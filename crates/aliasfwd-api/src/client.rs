// Async HTTP client for the Cloudflare v4 DNS records API.
//
// Base path: /client/v4/
// Auth: Bearer token or X-Auth-Email/X-Auth-Key, injected as default headers.

use std::future::Future;

use serde::Serialize;
use serde::de::DeserializeOwned;
use tracing::{debug, trace};
use url::Url;

use crate::auth::Credentials;
use crate::error::Error;
use crate::transport::TransportConfig;
use crate::types::{
    DeletedRecord, DnsRecordResponse, Envelope, Page, RecordType, TxtRecordBody,
};

/// Public Cloudflare API endpoint.
pub const DEFAULT_BASE_URL: &str = "https://api.cloudflare.com/client/v4/";

/// Cloudflare caps `per_page` for DNS records at 5000; 100 keeps pages small.
pub const DEFAULT_PAGE_SIZE: u32 = 100;

// ── Client ───────────────────────────────────────────────────────────

/// Async client for the DNS records of a single zone.
///
/// Every method issues exactly one HTTP request, except
/// [`list_all_txt_records`](Self::list_all_txt_records) which walks
/// the pages sequentially. Nothing here retries.
pub struct DnsClient {
    http: reqwest::Client,
    base_url: Url,
    zone_id: String,
    page_size: u32,
}

impl DnsClient {
    // ── Constructors ─────────────────────────────────────────────────

    /// Build from credentials and a transport config.
    ///
    /// Auth headers become default headers on every request.
    pub fn new(
        base_url: &str,
        zone_id: impl Into<String>,
        credentials: &Credentials,
        transport: &TransportConfig,
    ) -> Result<Self, Error> {
        let http = transport.build_client_with_headers(credentials.headers()?)?;
        Self::from_reqwest(base_url, zone_id, http)
    }

    /// Wrap an existing `reqwest::Client` (caller manages auth headers).
    pub fn from_reqwest(
        base_url: &str,
        zone_id: impl Into<String>,
        http: reqwest::Client,
    ) -> Result<Self, Error> {
        Ok(Self {
            http,
            base_url: Self::normalize_base_url(base_url)?,
            zone_id: zone_id.into(),
            page_size: DEFAULT_PAGE_SIZE,
        })
    }

    /// Override the page size used by the listing scan.
    pub fn with_page_size(mut self, page_size: u32) -> Self {
        self.page_size = page_size.max(1);
        self
    }

    /// Ensure the base URL ends with a slash so relative joins keep `/client/v4`.
    fn normalize_base_url(raw: &str) -> Result<Url, Error> {
        let mut url = Url::parse(raw)?;
        let path = url.path().trim_end_matches('/').to_owned();
        url.set_path(&format!("{path}/"));
        Ok(url)
    }

    pub fn zone_id(&self) -> &str {
        &self.zone_id
    }

    pub fn base_url(&self) -> &Url {
        &self.base_url
    }

    // ── URL builders ─────────────────────────────────────────────────

    fn records_url(&self) -> Result<Url, Error> {
        Ok(self
            .base_url
            .join(&format!("zones/{}/dns_records", self.zone_id))?)
    }

    fn record_url(&self, record_id: &str) -> Result<Url, Error> {
        let mut url = self.records_url()?;
        url.path_segments_mut()
            .map_err(|()| Error::InvalidUrl(url::ParseError::RelativeUrlWithCannotBeABaseBase))?
            .push(record_id);
        Ok(url)
    }

    // ── HTTP verbs ───────────────────────────────────────────────────

    async fn get<T: DeserializeOwned>(
        &self,
        url: Url,
        params: &[(&str, String)],
    ) -> Result<Envelope<T>, Error> {
        debug!("GET {url} params={params:?}");
        let resp = self.http.get(url).query(params).send().await?;
        self.handle_response(resp).await
    }

    async fn post<T: DeserializeOwned, B: Serialize + Sync>(
        &self,
        url: Url,
        body: &B,
    ) -> Result<Envelope<T>, Error> {
        debug!("POST {url}");
        let resp = self.http.post(url).json(body).send().await?;
        self.handle_response(resp).await
    }

    async fn put<T: DeserializeOwned, B: Serialize + Sync>(
        &self,
        url: Url,
        body: &B,
    ) -> Result<Envelope<T>, Error> {
        debug!("PUT {url}");
        let resp = self.http.put(url).json(body).send().await?;
        self.handle_response(resp).await
    }

    async fn delete<T: DeserializeOwned>(&self, url: Url) -> Result<Envelope<T>, Error> {
        debug!("DELETE {url}");
        let resp = self.http.delete(url).send().await?;
        self.handle_response(resp).await
    }

    // ── Response handling ────────────────────────────────────────────

    async fn handle_response<T: DeserializeOwned>(
        &self,
        resp: reqwest::Response,
    ) -> Result<Envelope<T>, Error> {
        let status = resp.status();

        if status == reqwest::StatusCode::TOO_MANY_REQUESTS {
            let retry_after_secs = resp
                .headers()
                .get(reqwest::header::RETRY_AFTER)
                .and_then(|v| v.to_str().ok())
                .and_then(|v| v.parse().ok())
                .unwrap_or(60);
            return Err(Error::RateLimited { retry_after_secs });
        }

        let body = resp.text().await?;
        trace!(status = status.as_u16(), len = body.len(), "provider response");

        let envelope: Option<Envelope<T>> = serde_json::from_str(&body).ok();

        if status.is_success() {
            let envelope = match envelope {
                Some(env) => env,
                None => return Err(decode_error::<Envelope<T>>(&body)),
            };
            if envelope.success {
                return Ok(envelope);
            }
            return Err(api_error(status, &envelope.errors, &body));
        }

        let errors = envelope.map(|env| env.errors).unwrap_or_default();
        if status == reqwest::StatusCode::UNAUTHORIZED || status == reqwest::StatusCode::FORBIDDEN
        {
            let message = errors
                .first()
                .map_or_else(|| format!("HTTP {status}"), |e| e.message.clone());
            return Err(Error::Authentication { message });
        }

        Err(api_error(status, &errors, &body))
    }

    // ── Pagination helper ────────────────────────────────────────────

    /// Collect all pages into a single `Vec<T>`.
    pub async fn paginate_all<T, F, Fut>(&self, fetch: F) -> Result<Vec<T>, Error>
    where
        F: Fn(u32, u32) -> Fut,
        Fut: Future<Output = Result<Page<T>, Error>>,
    {
        let mut all = Vec::new();
        let mut page_no = 1;

        loop {
            let page = fetch(page_no, self.page_size).await?;
            let received = page.items.len();
            all.extend(page.items);

            let more = match page.info {
                Some(info) => info.has_more(),
                None => u32::try_from(received).unwrap_or(u32::MAX) >= self.page_size,
            };
            if !more || received == 0 {
                break;
            }
            page_no += 1;
        }

        Ok(all)
    }

    // ━━ Public API ━━━━━━━━━━━━━━━━━━━━━━━━━━━━━━━━━━━━━━━━━━━━━━━━━━

    /// Create a TXT record. One write to the provider.
    pub async fn create_txt_record(
        &self,
        name: &str,
        content: &str,
        ttl: u32,
    ) -> Result<DnsRecordResponse, Error> {
        let body = TxtRecordBody {
            record_type: RecordType::Txt,
            name,
            content,
            ttl,
            comment: None,
        };
        let env = self.post(self.records_url()?, &body).await?;
        require_result(env)
    }

    /// Replace a TXT record's full contents (PUT). One write to the provider.
    pub async fn replace_txt_record(
        &self,
        record_id: &str,
        name: &str,
        content: &str,
        ttl: u32,
    ) -> Result<DnsRecordResponse, Error> {
        let body = TxtRecordBody {
            record_type: RecordType::Txt,
            name,
            content,
            ttl,
            comment: None,
        };
        let env = self.put(self.record_url(record_id)?, &body).await?;
        require_result(env)
    }

    pub async fn get_record(&self, record_id: &str) -> Result<DnsRecordResponse, Error> {
        let env = self.get(self.record_url(record_id)?, &[]).await?;
        require_result(env)
    }

    /// One page of TXT records, optionally filtered by exact record name.
    pub async fn list_txt_records(
        &self,
        name: Option<&str>,
        page: u32,
        per_page: u32,
    ) -> Result<Page<DnsRecordResponse>, Error> {
        let mut params = vec![
            ("type", "TXT".to_owned()),
            ("page", page.to_string()),
            ("per_page", per_page.to_string()),
        ];
        if let Some(name) = name {
            params.push(("name", name.to_owned()));
        }

        let env: Envelope<Vec<DnsRecordResponse>> =
            self.get(self.records_url()?, &params).await?;
        Ok(Page {
            info: env.result_info,
            items: env.result.unwrap_or_default(),
        })
    }

    /// Every TXT record (all pages), optionally filtered by record name.
    pub async fn list_all_txt_records(
        &self,
        name: Option<&str>,
    ) -> Result<Vec<DnsRecordResponse>, Error> {
        self.paginate_all(|page, per_page| self.list_txt_records(name, page, per_page))
            .await
    }

    pub async fn delete_record(&self, record_id: &str) -> Result<(), Error> {
        let env: Envelope<DeletedRecord> = self.delete(self.record_url(record_id)?).await?;
        if let Some(deleted) = env.result {
            debug!(record_id = %deleted.id, "record deleted");
        }
        Ok(())
    }
}

// ── Helpers ──────────────────────────────────────────────────────────

fn require_result<T>(env: Envelope<T>) -> Result<T, Error> {
    env.result.ok_or_else(|| Error::Deserialization {
        message: "envelope reported success but carried no result".into(),
        body: String::new(),
    })
}

fn api_error(
    status: reqwest::StatusCode,
    errors: &[crate::types::ApiMessage],
    raw: &str,
) -> Error {
    match errors.first() {
        Some(first) => Error::Api {
            status: status.as_u16(),
            code: first.code,
            message: errors
                .iter()
                .map(|e| e.message.as_str())
                .collect::<Vec<_>>()
                .join("; "),
        },
        None => Error::Api {
            status: status.as_u16(),
            code: None,
            message: if raw.is_empty() {
                status.to_string()
            } else {
                raw.chars().take(200).collect()
            },
        },
    }
}

fn decode_error<T: DeserializeOwned>(body: &str) -> Error {
    let message = match serde_json::from_str::<T>(body) {
        Ok(_) => "unexpected response shape".to_owned(),
        Err(e) => {
            let preview: String = body.chars().take(200).collect();
            format!("{e} (body preview: {preview:?})")
        }
    };
    Error::Deserialization {
        message,
        body: body.to_owned(),
    }
}

#[cfg(test)]
#[allow(clippy::unwrap_used)]
mod tests {
    use super::*;

    fn client(base: &str) -> DnsClient {
        DnsClient::from_reqwest(base, "zone-1", reqwest::Client::new()).unwrap()
    }

    #[test]
    fn base_url_gains_trailing_slash() {
        let c = client("https://api.cloudflare.com/client/v4");
        assert_eq!(c.base_url().as_str(), "https://api.cloudflare.com/client/v4/");
    }

    #[test]
    fn record_url_keeps_api_prefix() {
        let c = client(DEFAULT_BASE_URL);
        assert_eq!(
            c.record_url("abc").unwrap().as_str(),
            "https://api.cloudflare.com/client/v4/zones/zone-1/dns_records/abc"
        );
    }

    #[test]
    fn record_id_is_escaped_as_one_segment() {
        let c = client(DEFAULT_BASE_URL);
        let url = c.record_url("a/b").unwrap();
        assert!(url.path().ends_with("/dns_records/a%2Fb"));
    }
}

----------

Exercise description
In the data above, find the line that contains "pub fn zone_id(&self)" and the line that contains "url.path_segments_mut()". Repeat exactly those lines and every line between them, and only those.

Solution to this task
    pub fn zone_id(&self) -> &str {
        &self.zone_id
    }

    pub fn base_url(&self) -> &Url {
        &self.base_url
    }

    // ── URL builders ─────────────────────────────────────────────────

    fn records_url(&self) -> Result<Url, Error> {
        Ok(self
            .base_url
            .join(&format!("zones/{}/dns_records", self.zone_id))?)
    }

    fn record_url(&self, record_id: &str) -> Result<Url, Error> {
        let mut url = self.records_url()?;
        url.path_segments_mut()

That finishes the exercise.